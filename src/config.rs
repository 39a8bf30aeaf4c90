use anyhow::{Context, Result};
use directories::ProjectDirs;
use facefind_vision::{
    pipeline::{DEFAULT_NMS_THRESHOLD, DEFAULT_SCORE_THRESHOLD},
    ModelPaths, DEFAULT_L2_THRESHOLD,
};
use once_cell::sync::Lazy;
use serde::{Deserialize, Serialize};
use std::path::{Path, PathBuf};

use crate::matcher::MatchPolicy;

static PROJECT_DIRS: Lazy<Option<ProjectDirs>> =
    Lazy::new(|| ProjectDirs::from("", "", "facefind"));

pub static CONFIG_PATH: Lazy<PathBuf> = Lazy::new(|| match option_env!("FACEFIND_CONFIG_PATH") {
    Some(path) => PathBuf::from(path),
    None => PROJECT_DIRS
        .as_ref()
        .map(|dirs| dirs.config_dir().join("config.toml"))
        .unwrap_or_else(|| PathBuf::from("facefind.toml")),
});

pub static MODEL_DIR: Lazy<PathBuf> = Lazy::new(|| match option_env!("FACEFIND_MODEL_DIR") {
    Some(path) => PathBuf::from(path),
    None => PROJECT_DIRS
        .as_ref()
        .map(|dirs| dirs.data_dir().join("models"))
        .unwrap_or_else(|| PathBuf::from("models")),
});

#[derive(Debug, Clone, PartialEq, Serialize, Deserialize)]
#[serde(default)]
pub struct Config {
    /// Maximum embedding distance still counted as the same face.
    pub tolerance: f32,
    pub policy: MatchPolicy,
    /// Directory names never descended into.
    pub skip: Vec<String>,
    pub detector_model: PathBuf,
    pub recognizer_model: PathBuf,
    pub score_threshold: f32,
    pub nms_threshold: f32,
}

impl Default for Config {
    fn default() -> Self {
        let models = ModelPaths::in_dir(&MODEL_DIR);
        Self {
            tolerance: DEFAULT_L2_THRESHOLD,
            policy: MatchPolicy::default(),
            skip: Vec::new(),
            detector_model: models.detector,
            recognizer_model: models.recognizer,
            score_threshold: DEFAULT_SCORE_THRESHOLD,
            nms_threshold: DEFAULT_NMS_THRESHOLD,
        }
    }
}

impl Config {
    pub fn model_paths(&self) -> ModelPaths {
        ModelPaths {
            detector: self.detector_model.clone(),
            recognizer: self.recognizer_model.clone(),
        }
    }
}

pub fn load_config(path: Option<&Path>) -> Result<Config> {
    let path = path.unwrap_or(&CONFIG_PATH);
    if !path.exists() {
        return Ok(Config::default());
    }
    let raw = std::fs::read_to_string(path)
        .with_context(|| format!("reading config at {}", path.display()))?;
    toml::from_str(&raw).with_context(|| format!("parsing config {}", path.display()))
}

pub fn save_config(cfg: &Config, path: Option<&Path>) -> Result<()> {
    let path = path.unwrap_or(&CONFIG_PATH);
    let data = toml::to_string_pretty(cfg)?;
    if let Some(parent) = path.parent() {
        std::fs::create_dir_all(parent)?;
    }
    std::fs::write(path, data)?;
    Ok(())
}
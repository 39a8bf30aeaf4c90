pub mod face;
pub mod model;
pub mod pipeline;
pub mod yunet;

// Re-export commonly used types
pub use face::{Detection, Embedding, DEFAULT_L2_THRESHOLD};
pub use model::ModelPaths;
pub use pipeline::Pipeline;
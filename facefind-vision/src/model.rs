use anyhow::{Context, Result};
#[cfg(any(feature = "openvino", feature = "cuda"))]
use ort::ep::{self, ExecutionProvider};
use ort::session::{
    builder::{GraphOptimizationLevel, SessionBuilder},
    Session,
};
use std::path::{Path, PathBuf};

pub const DETECTOR_MODEL_FILE: &str = "face_detection_yunet_2023mar.onnx";
pub const RECOGNIZER_MODEL_FILE: &str = "face_recognition_sface_2021dec.onnx";

/// Locations of the ONNX model files on disk.
#[derive(Debug, Clone, PartialEq, Eq)]
pub struct ModelPaths {
    pub detector: PathBuf,
    pub recognizer: PathBuf,
}

impl ModelPaths {
    /// Both models under `dir` with their upstream file names.
    pub fn in_dir(dir: &Path) -> Self {
        Self {
            detector: dir.join(DETECTOR_MODEL_FILE),
            recognizer: dir.join(RECOGNIZER_MODEL_FILE),
        }
    }

    pub fn missing(&self) -> Vec<&Path> {
        [self.detector.as_path(), self.recognizer.as_path()]
            .into_iter()
            .filter(|p| !p.is_file())
            .collect()
    }
}

pub fn session_builder() -> Result<SessionBuilder> {
    #[allow(unused_mut)]
    let mut builder =
        Session::builder()?.with_optimization_level(GraphOptimizationLevel::Level3)?;

    #[cfg(feature = "openvino")]
    {
        let ep = ep::OpenVINO::default();
        if ep.is_available()? {
            ep.register(&mut builder)?;
        } else {
            log::warn!("openvino feature is enabled, onnx runtime not compiled with openvino")
        }
    }

    #[cfg(feature = "cuda")]
    {
        let ep = ep::CUDA::default();
        if ep.is_available()? {
            ep.register(&mut builder)?;
        } else {
            log::warn!("cuda feature is enabled, onnx runtime not compiled with cuda")
        }
    }

    Ok(builder)
}

fn load(path: &Path, what: &str) -> Result<Session> {
    log::debug!("loading {} model from {}", what, path.display());
    session_builder()?
        .commit_from_file(path)
        .with_context(|| format!("load {} model {}", what, path.display()))
}

pub fn detector_session(path: &Path) -> Result<Session> {
    load(path, "detector")
}

pub fn recog_session(path: &Path) -> Result<Session> {
    load(path, "recognition")
}
use image::DynamicImage;
use log::{debug, warn};
use std::path::Path;

use crate::error::Result;
use crate::{validator, Embedding, Pipeline};

/// Embeddings of every face found in one image, in detector order.
pub type ImageFaceSet = Vec<Embedding>;

/// A face detection + recognition model.
pub trait FaceEmbedder {
    /// One embedding per detected face. No face is an empty vector, not an error.
    fn embed(&mut self, image: &DynamicImage) -> anyhow::Result<Vec<Embedding>>;
}

impl FaceEmbedder for Pipeline {
    fn embed(&mut self, image: &DynamicImage) -> anyhow::Result<Vec<Embedding>> {
        Ok(self
            .embed_faces(image)?
            .into_iter()
            .map(|(_, embedding)| embedding)
            .collect())
    }
}

/// Turns image files into face sets, validating before the model runs.
pub struct EmbeddingExtractor<M> {
    model: M,
}

impl<M: FaceEmbedder> EmbeddingExtractor<M> {
    pub fn new(model: M) -> Self {
        Self { model }
    }

    pub fn model(&self) -> &M {
        &self.model
    }

    pub fn into_model(self) -> M {
        self.model
    }

    pub fn extract(&mut self, path: &Path) -> Result<ImageFaceSet> {
        if !validator::is_valid_image(path)? {
            return Ok(Vec::new());
        }
        let Some(image) = validator::decode_image(path)? else {
            warn!("skipping {}: image failed to decode", path.display());
            return Ok(Vec::new());
        };

        let faces = self.model.embed(&image)?;
        debug!("{}: {} face(s)", path.display(), faces.len());
        Ok(faces)
    }
}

» Task directions:
Every record, from top to bottom, must be transcribed exactly.

» Solution to this problem:
filename src/config.rs
repository 39a8bf30aeaf4c90
use anyhow::{Context, Result};
use directories::ProjectDirs;
use facefind_vision::{
    pipeline::{DEFAULT_NMS_THRESHOLD, DEFAULT_SCORE_THRESHOLD},
    ModelPaths, DEFAULT_L2_THRESHOLD,
};
use once_cell::sync::Lazy;
use serde::{Deserialize, Serialize};
use std::path::{Path, PathBuf};

use crate::matcher::MatchPolicy;

static PROJECT_DIRS: Lazy<Option<ProjectDirs>> =
    Lazy::new(|| ProjectDirs::from("", "", "facefind"));

pub static CONFIG_PATH: Lazy<PathBuf> = Lazy::new(|| match option_env!("FACEFIND_CONFIG_PATH") {
    Some(path) => PathBuf::from(path),
    None => PROJECT_DIRS
        .as_ref()
        .map(|dirs| dirs.config_dir().join("config.toml"))
        .unwrap_or_else(|| PathBuf::from("facefind.toml")),
});

pub static MODEL_DIR: Lazy<PathBuf> = Lazy::new(|| match option_env!("FACEFIND_MODEL_DIR") {
    Some(path) => PathBuf::from(path),
    None => PROJECT_DIRS
        .as_ref()
        .map(|dirs| dirs.data_dir().join("models"))
        .unwrap_or_else(|| PathBuf::from("models")),
});

#[derive(Debug, Clone, PartialEq, Serialize, Deserialize)]
#[serde(default)]
pub struct Config {
    /// Maximum embedding distance still counted as the same face.
    pub tolerance: f32,
    pub policy: MatchPolicy,
    /// Directory names never descended into.
    pub skip: Vec<String>,
    pub detector_model: PathBuf,
    pub recognizer_model: PathBuf,
    pub score_threshold: f32,
    pub nms_threshold: f32,
}

impl Default for Config {
    fn default() -> Self {
        let models = ModelPaths::in_dir(&MODEL_DIR);
        Self {
            tolerance: DEFAULT_L2_THRESHOLD,
            policy: MatchPolicy::default(),
            skip: Vec::new(),
            detector_model: models.detector,
            recognizer_model: models.recognizer,
            score_threshold: DEFAULT_SCORE_THRESHOLD,
            nms_threshold: DEFAULT_NMS_THRESHOLD,
        }
    }
}

impl Config {
    pub fn model_paths(&self) -> ModelPaths {
        ModelPaths {
            detector: self.detector_model.clone(),
            recognizer: self.recognizer_model.clone(),
        }
    }
}

pub fn load_config(path: Option<&Path>) -> Result<Config> {
    let path = path.unwrap_or(&CONFIG_PATH);
    if !path.exists() {
        return Ok(Config::default());
    }
    let raw = std::fs::read_to_string(path)
        .with_context(|| format!("reading config at {}", path.display()))?;
    toml::from_str(&raw).with_context(|| format!("parsing config {}", path.display()))
}

pub fn save_config(cfg: &Config, path: Option<&Path>) -> Result<()> {
    let path = path.unwrap_or(&CONFIG_PATH);
    let data = toml::to_string_pretty(cfg)?;
    if let Some(parent) = path.parent() {
        std::fs::create_dir_all(parent)?;
    }
    std::fs::write(path, data)?;
    Ok(())
}
repository 39a8bf30aeaf4c90
pub mod face;
pub mod model;
pub mod pipeline;
pub mod yunet;

// Re-export commonly used types
pub use face::{Detection, Embedding, DEFAULT_L2_THRESHOLD};
pub use model::ModelPaths;
pub use pipeline::Pipeline;
filename facefind-vision/src/model.rs
use anyhow::{Context, Result};
#[cfg(any(feature = "openvino", feature = "cuda"))]
use ort::ep::{self, ExecutionProvider};
use ort::session::{
    builder::{GraphOptimizationLevel, SessionBuilder},
    Session,
};
use std::path::{Path, PathBuf};

pub const DETECTOR_MODEL_FILE: &str = "face_detection_yunet_2023mar.onnx";
pub const RECOGNIZER_MODEL_FILE: &str = "face_recognition_sface_2021dec.onnx";

/// Locations of the ONNX model files on disk.
#[derive(Debug, Clone, PartialEq, Eq)]
pub struct ModelPaths {
    pub detector: PathBuf,
    pub recognizer: PathBuf,
}

impl ModelPaths {
    /// Both models under `dir` with their upstream file names.
    pub fn in_dir(dir: &Path) -> Self {
        Self {
            detector: dir.join(DETECTOR_MODEL_FILE),
            recognizer: dir.join(RECOGNIZER_MODEL_FILE),
        }
    }

    pub fn missing(&self) -> Vec<&Path> {
        [self.detector.as_path(), self.recognizer.as_path()]
            .into_iter()
            .filter(|p| !p.is_file())
            .collect()
    }
}

pub fn session_builder() -> Result<SessionBuilder> {
    #[allow(unused_mut)]
    let mut builder =
        Session::builder()?.with_optimization_level(GraphOptimizationLevel::Level3)?;

    #[cfg(feature = "openvino")]
    {
        let ep = ep::OpenVINO::default();
        if ep.is_available()? {
            ep.register(&mut builder)?;
        } else {
            log::warn!("openvino feature is enabled, onnx runtime not compiled with openvino")
        }
    }

    #[cfg(feature = "cuda")]
    {
        let ep = ep::CUDA::default();
        if ep.is_available()? {
            ep.register(&mut builder)?;
        } else {
            log::warn!("cuda feature is enabled, onnx runtime not compiled with cuda")
        }
    }

    Ok(builder)
}

fn load(path: &Path, what: &str) -> Result<Session> {
    log::debug!("loading {} model from {}", what, path.display());
    session_builder()?
        .commit_from_file(path)
        .with_context(|| format!("load {} model {}", what, path.display()))
}

pub fn detector_session(path: &Path) -> Result<Session> {
    load(path, "detector")
}

pub fn recog_session(path: &Path) -> Result<Session> {
    load(path, "recognition")
}
use image::DynamicImage;
use log::{debug, warn};
use std::path::Path;

use crate::error::Result;
use crate::{validator, Embedding, Pipeline};

/// Embeddings of every face found in one image, in detector order.
pub type ImageFaceSet = Vec<Embedding>;

/// A face detection + recognition model.
pub trait FaceEmbedder {
    /// One embedding per detected face. No face is an empty vector, not an error.
    fn embed(&mut self, image: &DynamicImage) -> anyhow::Result<Vec<Embedding>>;
}

impl FaceEmbedder for Pipeline {
    fn embed(&mut self, image: &DynamicImage) -> anyhow::Result<Vec<Embedding>> {
        Ok(self
            .embed_faces(image)?
            .into_iter()
            .map(|(_, embedding)| embedding)
            .collect())
    }
}

/// Turns image files into face sets, validating before the model runs.
pub struct EmbeddingExtractor<M> {
    model: M,
}

impl<M: FaceEmbedder> EmbeddingExtractor<M> {
    pub fn new(model: M) -> Self {
        Self { model }
    }

    pub fn model(&self) -> &M {
        &self.model
    }

    pub fn into_model(self) -> M {
        self.model
    }

    pub fn extract(&mut self, path: &Path) -> Result<ImageFaceSet> {
        if !validator::is_valid_image(path)? {
            return Ok(Vec::new());
        }
        let Some(image) = validator::decode_image(path)? else {
            warn!("skipping {}: image failed to decode", path.display());
            return Ok(Vec::new());
        };

        let faces = self.model.embed(&image)?;
        debug!("{}: {} face(s)", path.display(), faces.len());
        Ok(faces)
    }
}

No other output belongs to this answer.